The answer must consist of every line below that contains the word "ComponentNode".

============================================================

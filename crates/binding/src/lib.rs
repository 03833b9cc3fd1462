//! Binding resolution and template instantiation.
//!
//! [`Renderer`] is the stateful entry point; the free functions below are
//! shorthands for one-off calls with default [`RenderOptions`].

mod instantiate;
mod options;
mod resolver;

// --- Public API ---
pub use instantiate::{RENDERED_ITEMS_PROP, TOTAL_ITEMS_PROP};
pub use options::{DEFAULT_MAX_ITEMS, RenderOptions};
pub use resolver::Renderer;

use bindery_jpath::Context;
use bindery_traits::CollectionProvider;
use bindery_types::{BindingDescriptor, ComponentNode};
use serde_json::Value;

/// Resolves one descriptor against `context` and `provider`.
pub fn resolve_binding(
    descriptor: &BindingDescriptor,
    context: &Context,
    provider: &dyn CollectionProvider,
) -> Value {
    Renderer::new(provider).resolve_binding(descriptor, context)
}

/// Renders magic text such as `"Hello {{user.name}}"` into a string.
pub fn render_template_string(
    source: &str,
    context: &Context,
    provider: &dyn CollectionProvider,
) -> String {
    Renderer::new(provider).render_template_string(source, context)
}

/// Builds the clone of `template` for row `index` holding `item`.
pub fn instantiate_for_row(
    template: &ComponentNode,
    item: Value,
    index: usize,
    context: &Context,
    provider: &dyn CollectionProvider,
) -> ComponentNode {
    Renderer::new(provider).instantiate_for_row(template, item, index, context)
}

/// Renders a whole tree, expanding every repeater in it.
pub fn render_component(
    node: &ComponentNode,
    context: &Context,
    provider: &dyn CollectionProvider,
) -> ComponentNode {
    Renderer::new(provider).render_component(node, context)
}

============================================================

EXPECTED ANSWER:
use bindery_types::{BindingDescriptor, ComponentNode};
    template: &ComponentNode,
) -> ComponentNode {
    node: &ComponentNode,
) -> ComponentNode {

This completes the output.